== SOURCE DATA ==

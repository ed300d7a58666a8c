use crate::ingestion::error::IngestionError;
use crate::types::Granularity;
use chrono::NaiveDate;
use log::info;
use polars::prelude::*;
use std::fs;
use std::path::{Path, PathBuf};
use tempfile::NamedTempFile;

/// Writes batch row-sets as immutable, uniquely named parquet snapshots.
///
/// Snapshots are write-once: re-running ingestion for the same window produces
/// a new batch id and therefore a new file, never an overwrite. Deduplication
/// of overlapping snapshots is deliberately left to the downstream rebuild.
pub struct SnapshotStore {
    data_dir: PathBuf,
}

impl SnapshotStore {
    pub fn new(data_dir: &Path) -> Self {
        Self {
            data_dir: data_dir.to_path_buf(),
        }
    }

    /// `{city_id}_{granularity}_{start}_{end}_{batch_id}.parquet`
    pub fn snapshot_filename(
        city_id: &str,
        granularity: Granularity,
        start_date: NaiveDate,
        end_date: NaiveDate,
        batch_id: &str,
    ) -> String {
        format!(
            "{}_{}_{}_{}_{}.parquet",
            city_id, granularity, start_date, end_date, batch_id
        )
    }

    /// Persists one snapshot. The parquet file is written to a temporary file
    /// in the data directory and only moved into place once complete, so a
    /// failed write never leaves a partial snapshot behind.
    pub fn write(
        &self,
        mut df: DataFrame,
        city_id: &str,
        granularity: Granularity,
        start_date: NaiveDate,
        end_date: NaiveDate,
        batch_id: &str,
    ) -> Result<PathBuf, IngestionError> {
        fs::create_dir_all(&self.data_dir)
            .map_err(|e| IngestionError::DataDirCreation(self.data_dir.clone(), e))?;

        let filename =
            Self::snapshot_filename(city_id, granularity, start_date, end_date, batch_id);
        let path = self.data_dir.join(filename);

        let temp = NamedTempFile::new_in(&self.data_dir)
            .map_err(|e| IngestionError::SnapshotWriteIo(path.clone(), e))?;
        ParquetWriter::new(&temp)
            .with_compression(ParquetCompression::Snappy)
            .finish(&mut df)
            .map_err(|e| IngestionError::SnapshotWritePolars(path.clone(), e))?;
        temp.persist(&path)
            .map_err(|e| IngestionError::SnapshotPersist(path.clone(), e))?;

        let size = fs::metadata(&path)
            .map(|m| m.len())
            .unwrap_or(0);
        info!("Saved snapshot to {:?} ({} bytes)", path, size);

        Ok(path)
    }
}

===

Look over the records above and filter for each line with the word "clone".

            .map_err(|e| IngestionError::DataDirCreation(self.data_dir.clone(), e))?;
            .map_err(|e| IngestionError::SnapshotWriteIo(path.clone(), e))?;
            .map_err(|e| IngestionError::SnapshotWritePolars(path.clone(), e))?;
            .map_err(|e| IngestionError::SnapshotPersist(path.clone(), e))?;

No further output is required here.